Let’s move on into the movies proper. “V for Vendetta”. This movie is one I have seen for the umpteenth time. The movie brought out the real beauty of words in the 10 series-comic of Alan More. “ Voilà! In view, a humble vaudevillian veteran, cast vicariously as both victim and villain by the vicissitudes of Fate. This visage, no mere veneer of vanity, is a vestige of the vox populi, now vacant, vanished. However, this valorous visitation of a by-gone vexation…” O.K .I hear you say , wow that’s just too complex for communication, even the lady in response to that statement in the movie could only ask “are you a crazy person or what”. What I m trying to get at here is just the beautiful compositon of words that make you want to replay a particular scene over and over again. The careful use of alliteration in this scene was so beautiful virtually everyone who had seen it loved to listen to it again.
When you read poems like “I carry you in my heart” by E.E Cummings, dang!!!, you feel the warmness around you .probably it was inspired by a true to life situation but you can roll along with its meaning. Words have set people free and words have incarcerated people. A good view was delineated by “The great debaters” No wonder the phrase, “Pen is mightier than sword” .More often than not you can determine the spirit of a writer or the mood with which he writes from his compositions.
I also love this from ‘Finding Nemo’ – ‘’Of course I like you. It’s because I like you that I don’t want to be with you. It’s a complicated emotion.’’
In Herzog’s ‘The Enigma of Kaspar Hauser’, the child-man Kaspar and his guardian, an intellectual, had a debate on whether objects have wills and motive powers of their own. His guardian attempts to demonstrate that they do not by showing that he would stop an apple rolled by his colleague with his foot, and therefore the apples movements and arrest of movement only occur as a result of outside influences. The apple bounces over his foot and rolls into the grass.
Kaspar: ‘Clever apple! It jumped over your foot and ran away!’
Not really the complex use of words as could be seen in the above but just the way it comes, the way its composed and the meaning it carries at that particular instance.
Then I ve got this crammed in my brain by Prof Nash in “A beautiful mind” – See if I derive an equilibrium where prevalence is a non-singular event where nobody loses, can you imagine the effect that would have on conflict scenarios?

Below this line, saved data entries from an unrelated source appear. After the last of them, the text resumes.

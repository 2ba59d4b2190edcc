use std::str::FromStr;

use crate::domain::common::entities::app_errors::CoreError;

pub mod entities;
pub mod retry;
pub mod services;

#[derive(Clone, Debug)]
pub struct EcoscanConfig {
    pub llm: LlmConfig,
    pub retry: retry::RetryPolicy,
}

#[derive(Clone, Debug)]
pub struct LlmConfig {
    pub provider: String,
    pub api_key: Option<String>,
    pub model: Option<String>,
}

/// Hosted model providers this service can talk to.
#[derive(Clone, Copy, Debug, PartialEq, Eq)]
pub enum ProviderKind {
    Gemini,
    Perplexity,
}

impl ProviderKind {
    /// Conventional environment variable consulted when no explicit key is
    /// configured.
    pub fn api_key_env(&self) -> &'static str {
        match self {
            ProviderKind::Gemini => "GEMINI_API_KEY",
            ProviderKind::Perplexity => "PERPLEXITY_API_KEY",
        }
    }

    pub fn default_model(&self) -> &'static str {
        match self {
            ProviderKind::Gemini => "gemini-2.0-flash",
            ProviderKind::Perplexity => "sonar",
        }
    }
}

impl FromStr for ProviderKind {
    type Err = CoreError;

    fn from_str(s: &str) -> Result<Self, Self::Err> {
        match s.trim().to_ascii_lowercase().as_str() {
            "gemini" => Ok(ProviderKind::Gemini),
            "perplexity" => Ok(ProviderKind::Perplexity),
            other => Err(CoreError::Invalid(format!("unknown LLM provider: {other}"))),
        }
    }
}

#[cfg(test)]
mod tests {
    use super::*;

    #[test]
    fn provider_kind_parses_case_insensitively() {
        assert_eq!(
            "gemini".parse::<ProviderKind>().unwrap(),
            ProviderKind::Gemini
        );
        assert_eq!(
            " Perplexity ".parse::<ProviderKind>().unwrap(),
            ProviderKind::Perplexity
        );
        assert!("claude".parse::<ProviderKind>().is_err());
    }
}
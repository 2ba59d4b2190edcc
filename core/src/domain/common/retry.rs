use std::future::Future;
use std::time::Duration;

use crate::domain::common::entities::app_errors::CoreError;

/// Capped exponential backoff for calls to external providers.
#[derive(Debug, Clone, Copy)]
pub struct RetryPolicy {
    pub max_attempts: u32,
    pub base_delay: Duration,
    pub multiplier: u32,
    pub max_delay: Duration,
}

impl Default for RetryPolicy {
    fn default() -> Self {
        Self {
            max_attempts: 3,
            base_delay: Duration::from_millis(500),
            multiplier: 2,
            max_delay: Duration::from_secs(8),
        }
    }
}

impl RetryPolicy {
    /// Runs `op`, retrying transient failures with a doubling delay up to
    /// `max_delay`. The last error is surfaced once attempts are exhausted.
    pub async fn run<T, F, Fut>(&self, mut op: F) -> Result<T, CoreError>
    where
        F: FnMut() -> Fut,
        Fut: Future<Output = Result<T, CoreError>>,
    {
        let mut attempt = 1u32;
        let mut delay = self.base_delay;

        loop {
            match op().await {
                Ok(value) => return Ok(value),
                Err(err) if err.is_transient() && attempt < self.max_attempts => {
                    tracing::warn!(
                        attempt,
                        delay_ms = delay.as_millis() as u64,
                        error = %err,
                        "transient provider failure, backing off"
                    );
                    tokio::time::sleep(delay).await;
                    delay = std::cmp::min(delay * self.multiplier, self.max_delay);
                    attempt += 1;
                }
                Err(err) => return Err(err),
            }
        }
    }
}

#[cfg(test)]
mod tests {
    use std::sync::atomic::{AtomicU32, Ordering};

    use super::*;

    #[tokio::test(start_paused = true)]
    async fn retries_transient_failures_until_success() {
        let calls = AtomicU32::new(0);
        let policy = RetryPolicy::default();

        let result = policy
            .run(|| {
                let n = calls.fetch_add(1, Ordering::SeqCst);
                async move {
                    if n < 2 {
                        Err(CoreError::ProviderUnavailable("connection reset".to_string()))
                    } else {
                        Ok(n)
                    }
                }
            })
            .await;

        assert_eq!(result.unwrap(), 2);
        assert_eq!(calls.load(Ordering::SeqCst), 3);
    }

    #[tokio::test(start_paused = true)]
    async fn terminal_errors_are_not_retried() {
        let calls = AtomicU32::new(0);
        let policy = RetryPolicy::default();

        let result: Result<(), _> = policy
            .run(|| {
                calls.fetch_add(1, Ordering::SeqCst);
                async { Err(CoreError::ProviderCallFailed("bad request".to_string())) }
            })
            .await;

        assert!(matches!(result, Err(CoreError::ProviderCallFailed(_))));
        assert_eq!(calls.load(Ordering::SeqCst), 1);
    }

    #[tokio::test(start_paused = true)]
    async fn exhaustion_surfaces_the_last_error() {
        let calls = AtomicU32::new(0);
        let policy = RetryPolicy::default();

        let result: Result<(), _> = policy
            .run(|| {
                calls.fetch_add(1, Ordering::SeqCst);
                async { Err(CoreError::ProviderUnavailable("still down".to_string())) }
            })
            .await;

        assert!(matches!(result, Err(CoreError::ProviderUnavailable(_))));
        assert_eq!(calls.load(Ordering::SeqCst), policy.max_attempts);
    }
}
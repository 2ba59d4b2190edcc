use std::future::Future;

use crate::domain::{
    common::entities::app_errors::CoreError,
    receipt_analysis::{
        entities::ReceiptAnalysisOutcome,
        value_objects::{AnalyzeReceiptInput, ReceiptImage},
    },
};

/// LLM client trait for calling hosted multimodal models
#[cfg_attr(test, mockall::automock)]
pub trait LlmClient: Send + Sync {
    fn generate_with_image(
        &self,
        prompt: String,
        image: ReceiptImage,
        response_schema: serde_json::Value,
    ) -> impl Future<Output = Result<String, CoreError>> + Send;
}

/// Service trait for receipt analysis business logic
#[cfg_attr(test, mockall::automock)]
pub trait ReceiptAnalysisService: Send + Sync {
    fn analyze_receipt(
        &self,
        input: AnalyzeReceiptInput,
    ) -> impl Future<Output = Result<ReceiptAnalysisOutcome, CoreError>> + Send;
}
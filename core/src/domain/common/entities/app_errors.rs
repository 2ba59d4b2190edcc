use thiserror::Error;

#[derive(Debug, Clone, Error)]
pub enum CoreError {
    #[error("no JSON object could be extracted from the model response")]
    ExtractionFailed { raw: String },

    #[error("analysis response is missing required fields: {}", .0.join(", "))]
    MissingFields(Vec<String>),

    #[error("provider call failed: {0}")]
    ProviderCallFailed(String),

    #[error("provider temporarily unavailable: {0}")]
    ProviderUnavailable(String),

    #[error("no provider API key configured")]
    ProviderAuthMissing,

    #[error("invalid input: {0}")]
    Invalid(String),

    #[error("internal server error")]
    InternalServerError,
}

impl CoreError {
    /// Transient failures are worth retrying; everything else is terminal.
    pub fn is_transient(&self) -> bool {
        matches!(self, CoreError::ProviderUnavailable(_))
    }
}
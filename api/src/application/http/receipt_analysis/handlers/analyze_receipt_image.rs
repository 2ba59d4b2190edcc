use axum::extract::{Multipart, State};
use serde::{Deserialize, Serialize};
use utoipa::ToSchema;

use crate::application::http::server::{
    api_entities::{api_error::ApiError, response::Response},
    app_state::AppState,
};
use ecoscan_core::domain::receipt_analysis::{
    entities::ReceiptAnalysisOutcome,
    ports::ReceiptAnalysisService,
    value_objects::{AnalyzeReceiptInput, ImageMime, ReceiptImage},
};

const MAX_IMAGE_SIZE: usize = 10 * 1024 * 1024; // 10MB

#[derive(Debug, PartialEq, Serialize, Deserialize, ToSchema)]
pub struct AnalyzeReceiptResponse {
    pub data: ReceiptAnalysisOutcome,
}

#[utoipa::path(
    post,
    path = "/receipt-analysis/image",
    tag = "receipt-analysis",
    summary = "Analyze a shopping receipt image",
    description = "Forwards the receipt image to the configured vision model and returns its carbon-footprint assessment",
    responses(
        (status = 200, body = AnalyzeReceiptResponse)
    ),
)]
pub async fn analyze_receipt_image(
    State(state): State<AppState>,
    mut multipart: Multipart,
) -> Result<Response<AnalyzeReceiptResponse>, ApiError> {
    let mut image: Option<ReceiptImage> = None;

    while let Some(field) = multipart
        .next_field()
        .await
        .map_err(|e| ApiError::BadRequest(format!("Failed to read multipart field: {}", e)))?
    {
        let name = field.name().unwrap_or("").to_string();

        match name.as_str() {
            "image" => {
                let content_type = field.content_type().map(str::to_string);
                let data = field
                    .bytes()
                    .await
                    .map_err(|e| ApiError::BadRequest(format!("Failed to read image: {}", e)))?;

                if data.len() > MAX_IMAGE_SIZE {
                    return Err(ApiError::BadRequest(format!(
                        "Image too large. Max size is {} bytes",
                        MAX_IMAGE_SIZE
                    )));
                }

                let mime = content_type
                    .as_deref()
                    .and_then(ImageMime::from_content_type)
                    .ok_or_else(|| {
                        ApiError::BadRequest("Image must be a JPEG or PNG upload".to_string())
                    })?;

                image = Some(ReceiptImage {
                    data: data.to_vec(),
                    mime,
                });
            }
            _ => {}
        }
    }

    let image = image.ok_or_else(|| ApiError::BadRequest("Missing image field".to_string()))?;

    let mut outcome = state
        .service
        .analyze_receipt(AnalyzeReceiptInput { image })
        .await
        .map_err(ApiError::from)?;

    if !state.args.debug_raw_response {
        outcome.raw_response = None;
    }

    Ok(Response::OK(AnalyzeReceiptResponse { data: outcome }))
}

What about this? “If we all go for the blonde and block each other, not a single one of us is going to get her. So then we go for her friends…” if you’ve seen the movie, you wont confuse it, that analogy gave birth to the famous “Game theory”
I would end with these from a great mentor: Albert Einstein, “I don’t know what World war 3 would be fought with but I know world war 4 is going to be with stick and stones” and “Gravity is not responsible for people falling in love”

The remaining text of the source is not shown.